Gynecomastia should be distinguished from work hypertrophy of the pectoralis muscles caused by much exercise, e.g. swimming,bench press.

Description of Gynecomastia

Gynecomastia is fairly common. It is a physiologic phenomenon that occurs during puberty, when at least half of males experience enlargement of one or both breasts. Pubertal hypertrophy is characterized by a tender discoid enlargement of the breast tissue beneath the areola and usually subsides spontaneously within a year.

Gynecomastia also is common among elderly men, particularly when there is associated weight gain.

This condition is usually temporary and benign. It may be caused by hormonal imbalance, medication with estrogens or steroidal compounds, or failure of the liver to inactivate circulating estrogen, as in alcoholic cirrhosis.

It tends to remit spontaneously but, if marked, may be corrected surgically for cosmetic or psychological reasons.

It can be the first sign of a serious disorder such as a testicular tumor. Medical evaluation is always indicated when breast enlargement occurs.

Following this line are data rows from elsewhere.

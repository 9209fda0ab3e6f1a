//! Definition entity

use sea_orm::entity::prelude::*;
use sea_orm::ActiveValue::{NotSet, Set, Unchanged};

use super::{json_to_list, json_to_optional_list, list_to_json, optional_list_to_json};
use crate::errors::AppError;
use crate::records::{Definition, Record, INITIAL_VERSION};

#[derive(Clone, Debug, PartialEq, Eq, DeriveEntityModel)]
#[sea_orm(table_name = "definitions")]
pub struct Model {
    #[sea_orm(primary_key)]
    pub id: i32,

    pub version: i32,

    #[sea_orm(column_type = "Text")]
    pub name: String,

    #[sea_orm(column_type = "JsonBinary")]
    pub definition: Json,

    #[sea_orm(column_type = "JsonBinary", nullable)]
    pub notation: Option<Json>,
}

#[derive(Copy, Clone, Debug, EnumIter, DeriveRelation)]
pub enum Relation {}

impl ActiveModelBehavior for ActiveModel {}

impl TryFrom<Model> for Definition {
    type Error = AppError;

    fn try_from(row: Model) -> Result<Self, AppError> {
        Ok(Definition {
            id: row.id,
            version: row.version,
            name: row.name,
            definition: json_to_list(row.definition)?,
            notation: json_to_optional_list(row.notation)?,
        })
    }
}

impl ActiveModel {
    /// Insert form: the id is left to the database sequence.
    pub fn for_insert(record: &Definition) -> Result<Self, AppError> {
        Ok(Self {
            id: NotSet,
            version: Set(INITIAL_VERSION),
            name: Set(record.name.clone()),
            definition: Set(list_to_json(&record.definition)?),
            notation: Set(optional_list_to_json(record.notation.as_ref())?),
        })
    }

    /// Update form: every content column is written, keyed by the record id.
    pub fn for_update(record: &Definition) -> Result<Self, AppError> {
        Ok(Self {
            id: Unchanged(record.id()),
            version: Set(record.version),
            name: Set(record.name.clone()),
            definition: Set(list_to_json(&record.definition)?),
            notation: Set(optional_list_to_json(record.notation.as_ref())?),
        })
    }
}
//! Proof filter handlers

use axum::{
    extract::{rejection::QueryRejection, Query, State},
    response::Response,
};
use serde::Deserialize;

use super::{found, rejected};
use crate::controller::RecordController;
use pandamonium_common::{errors::Result, Proof};

#[derive(Debug, Deserialize)]
pub struct BranchQuery {
    pub branch: Option<String>,
}

#[derive(Debug, Deserialize)]
pub struct TheoremNameQuery {
    pub theorem_name: Option<String>,
}

/// `GET /proofs/branch?branch=`
pub async fn find_by_branch(
    State(controller): State<RecordController<Proof>>,
    query: std::result::Result<Query<BranchQuery>, QueryRejection>,
) -> Result<Response> {
    let Query(query) = query.map_err(rejected)?;
    Ok(found(controller.find_by_branch(query.branch).await?))
}

/// `GET /proofs/theorem_name?theorem_name=`
pub async fn find_by_theorem_name(
    State(controller): State<RecordController<Proof>>,
    query: std::result::Result<Query<TheoremNameQuery>, QueryRejection>,
) -> Result<Response> {
    let Query(query) = query.map_err(rejected)?;
    Ok(found(controller.find_by_theorem_name(query.theorem_name).await?))
}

Less commonly, gynecomastia may be caused by a hormone-secreting tumor of the breast, lung, or other organ. Biopsy may be performed to rule out the presence of cancer.

It is more common, however, in patients with Klinefelter’s syndrome.

Pseudogynecomastia is breast enlargement due to fat accumulation.

Pseudogynecomastia can be distinguished by physical examination. The examiner places the thumb and forefinger at opposite margins of the breast. The fingers are then brought slowly together along the nipple line. Enlarged glandular tissue can be recognized as a rubbery to firm disk of tissue concentric to and beneath the areolar area. The tissue often is freely mobile and may be exquisitely tender to palpation during the acute phase of development of gynecomastia.

Causes

Physiologic gynecomastia (also called Turcios Disease) occurs in neonates, at or before puberty and with aging. Many cases of gynecomastia are idiopathic, meaning they have no clear cause. Potential pathologic causes of gynecomastia are: medications including hormones, increased serum estrogen, decreased testosterone production, androgen receptor defects, chronic kidney disease, chronic liver disease, HIV treatment, and other chronic illness. Gynecomastia as a result of spinal cord injury and refeeding after starvation has been reported. In 25% of cases, the cause of the gynecomastia is not known.

Medications cause 10-20% of cases of gynecomastia in post-adolescent adults. These include cimetidine, omeprazole, spironolactone, imatinib mesylate, finasteride and certain antipsychotics. Some act directly on the breast tissue, while others lead to increased secretion of prolactin from the pituitary by blocking the actions of dopamine (prolactin-inhibiting factor/PIF) on the lactotrope cell groups in the anterior pituitary. Androstenedione, used as a performance enhancing food supplement, can lead to breast enlargement by excess estrogen activity. Medications used in the treatment of prostate cancer such as antiandrogens and GnRH analogs can also cause gynecomastia. Marijuana use is also thought by some to be a possible cause; however, published data is contradictory.

Increased estrogen levels can also occur in certain testicular tumors, and in hyperthyroidism. Certain adrenal tumors cause elevated levels of androstenedione which is converted by the enzyme aromatase into estrone, a form of estrogen. Other tumors that secrete hCG can increase estrogen. A decrease in estrogen clearance can occur in liver disease, and this may be the mechanism of gynecomastia in liver cirrhosis. Obesity tends to increase estrogen levels.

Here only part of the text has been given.